Above-normal inventories at the start of the year, along with releases from strategic reserves and waivers on sanctioned oil, helped offset the impact of the effective closure of the strait of Hormuz, which accounts for about a fifth of global daily crude flows.
"The ability for the market to absorb this imbalance is drastically diminished today versus where we started," Chevron chief executive officer Mike Wirth told the Bernstein Strategice Decisions Conference in New York this week.
"Over the next few weeks, we're likely to see those pressures flow through more
directly to physical prices and there's more upward pressure that I would expect as we get into June and certainly into July," he said.
Such a scenario raises the prospect that even if a deal is reached to end the war with Iran and re-open the key oil chokepoint, higher oil prices could linger.
"We're approaching unheard of inventory levels — I mean, really, really low levels," said ExxonMobil senior vice president Neil Chapman at the conference. "You can debate whether that's going to hit those really low levels in two weeks or three weeks. Once you get to that point, then you'll see price shoot up."
Oil prices have traded in a $90-$110/bl range during the period only because of efforts to run down inventories. "It can't last forever," Chapman cautioned. "Once you get to the minimum inventory levels and all-time low inventory levels, there's only one way to go."

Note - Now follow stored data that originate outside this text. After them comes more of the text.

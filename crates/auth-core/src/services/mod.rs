/// Token issuance, rotation, and revocation
pub mod token_service;

pub use token_service::TokenService;
/// Request authentication middleware
pub mod auth;

pub use auth::{authenticate, AuthState, SecurityContextExt};
use axum::{
    http::StatusCode,
    response::{IntoResponse, Response},
    Json,
};
use serde::Serialize;
use thiserror::Error;

/// Errors produced by the authentication subsystem.
///
/// The first four variants are credential failures: structurally
/// equivalent to "not a valid credential" and absorbed into an anonymous
/// outcome by the request middleware. `Encoding` is issuance-side and
/// fatal to the issuing call. `DuplicateToken` and `StoreUnavailable`
/// originate in the token store.
///
/// Note: Display messages are intentionally generic so nothing about why
/// a credential was rejected can leak to a caller. Details are logged at
/// debug level where the failure occurs.
#[derive(Debug, Error, Clone, PartialEq, Eq)]
pub enum AuthError {
    /// Token does not parse into the expected three-part structure.
    #[error("The token is invalid or expired")]
    Malformed,

    /// Recomputed signature does not match the embedded signature.
    #[error("The token is invalid or expired")]
    InvalidSignature,

    /// The token's embedded expiry is at or before the current time.
    #[error("The token is invalid or expired")]
    Expired,

    /// The token's store record is revoked or missing.
    #[error("The token is invalid or expired")]
    Revoked,

    /// Claims could not be encoded during signing.
    #[error("Claims encoding failed: {0}")]
    Encoding(String),

    /// The token string is already registered in the store.
    #[error("Token is already registered")]
    DuplicateToken,

    /// The store's backing resource did not answer.
    #[error("Token store unavailable: {0}")]
    StoreUnavailable(String),
}

#[derive(Serialize)]
struct ErrorResponse {
    error: ErrorDetail,
}

#[derive(Serialize)]
struct ErrorDetail {
    code: String,
    message: String,
}

impl IntoResponse for AuthError {
    fn into_response(self) -> Response {
        // Server-side details never reach the response body; they are
        // logged where the failure occurred.
        let (status, code, message) = match &self {
            AuthError::Malformed
            | AuthError::InvalidSignature
            | AuthError::Expired
            | AuthError::Revoked => (
                StatusCode::UNAUTHORIZED,
                "INVALID_TOKEN",
                "The token is invalid or expired",
            ),
            AuthError::Encoding(_) => (
                StatusCode::INTERNAL_SERVER_ERROR,
                "ENCODING_ERROR",
                "An internal error occurred",
            ),
            AuthError::DuplicateToken => (
                StatusCode::CONFLICT,
                "DUPLICATE_TOKEN",
                "Token is already registered",
            ),
            AuthError::StoreUnavailable(_) => (
                StatusCode::SERVICE_UNAVAILABLE,
                "STORE_UNAVAILABLE",
                "Token store temporarily unavailable",
            ),
        };

        let error_response = ErrorResponse {
            error: ErrorDetail {
                code: code.to_string(),
                message: message.to_string(),
            },
        };

        (status, Json(error_response)).into_response()
    }
}

#[cfg(test)]
#[allow(clippy::unwrap_used, clippy::expect_used)]
mod tests {
    use super::*;

    #[test]
    fn test_credential_failures_map_to_unauthorized() {
        for err in [
            AuthError::Malformed,
            AuthError::InvalidSignature,
            AuthError::Expired,
            AuthError::Revoked,
        ] {
            let response = err.into_response();
            assert_eq!(response.status(), StatusCode::UNAUTHORIZED);
        }
    }

    #[test]
    fn test_store_errors_map_to_server_side_statuses() {
        let response = AuthError::DuplicateToken.into_response();
        assert_eq!(response.status(), StatusCode::CONFLICT);

        let response = AuthError::StoreUnavailable("connection refused".to_string()).into_response();
        assert_eq!(response.status(), StatusCode::SERVICE_UNAVAILABLE);

        let response = AuthError::Encoding("bad claim".to_string()).into_response();
        assert_eq!(response.status(), StatusCode::INTERNAL_SERVER_ERROR);
    }

    #[test]
    fn test_credential_failures_share_a_generic_message() {
        // A caller must not be able to distinguish why a credential was
        // rejected from the error text alone.
        assert_eq!(
            AuthError::Malformed.to_string(),
            AuthError::InvalidSignature.to_string()
        );
        assert_eq!(
            AuthError::Expired.to_string(),
            AuthError::Revoked.to_string()
        );
    }
}
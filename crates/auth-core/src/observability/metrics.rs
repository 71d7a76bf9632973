//! Metric definitions for the authentication core.
//!
//! All metrics follow Prometheus naming conventions:
//! - `auth_` prefix
//! - `_total` suffix for counters
//! - `_seconds` suffix for duration histograms
//!
//! # Cardinality
//!
//! Labels are bounded to prevent cardinality explosion:
//! - `kind`: 2 values (access, refresh)
//! - `status`: 2 values (success, error)
//! - `error_category`: small fixed set (malformed, invalid_signature,
//!   expired, revoked, store_unavailable, ...)
//! - `operation`: bounded by code (select, insert, update, delete)

use metrics::{counter, histogram};
use std::time::Duration;

/// Record token issuance duration and outcome
///
/// Metric: `auth_token_issuance_duration_seconds`
/// Labels: `kind`, `status`
pub fn record_token_issuance(kind: &str, status: &str, duration: Duration) {
    histogram!("auth_token_issuance_duration_seconds", "kind" => kind.to_string(), "status" => status.to_string())
        .record(duration.as_secs_f64());

    counter!("auth_token_issuance_total", "kind" => kind.to_string(), "status" => status.to_string())
        .increment(1);
}

/// Record token validation result
///
/// Metric: `auth_token_validations_total`
/// Labels: `status`, `error_category`
pub fn record_token_validation(status: &str, error_category: Option<&str>) {
    let category = error_category.unwrap_or("none");
    counter!("auth_token_validations_total", "status" => status.to_string(), "error_category" => category.to_string())
        .increment(1);
}

/// Record token store query execution
///
/// Metric: `auth_store_query_duration_seconds`, `auth_store_queries_total`
/// Labels: `operation`, `status`
pub fn record_store_query(operation: &str, status: &str, duration: Duration) {
    histogram!("auth_store_query_duration_seconds", "operation" => operation.to_string())
        .record(duration.as_secs_f64());

    counter!("auth_store_queries_total", "operation" => operation.to_string(), "status" => status.to_string())
        .increment(1);
}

While the current energy crisis will likely prove short-term, Wirth said there could be long-term ramifications, though he added it was hard to predict what these could be.
One immediate effect will be an effort to build up reserves to guard against similar crises in the future, which will support oil demand and push up prices. Billions of dollars will also need to be spent repairing damaged energy facilities across the Middle East, which could spur cost pressures in the industry.
"That all tends to suggest the floor under prices is likely to be a little firmer and higher than otherwise would have been," Wirth said.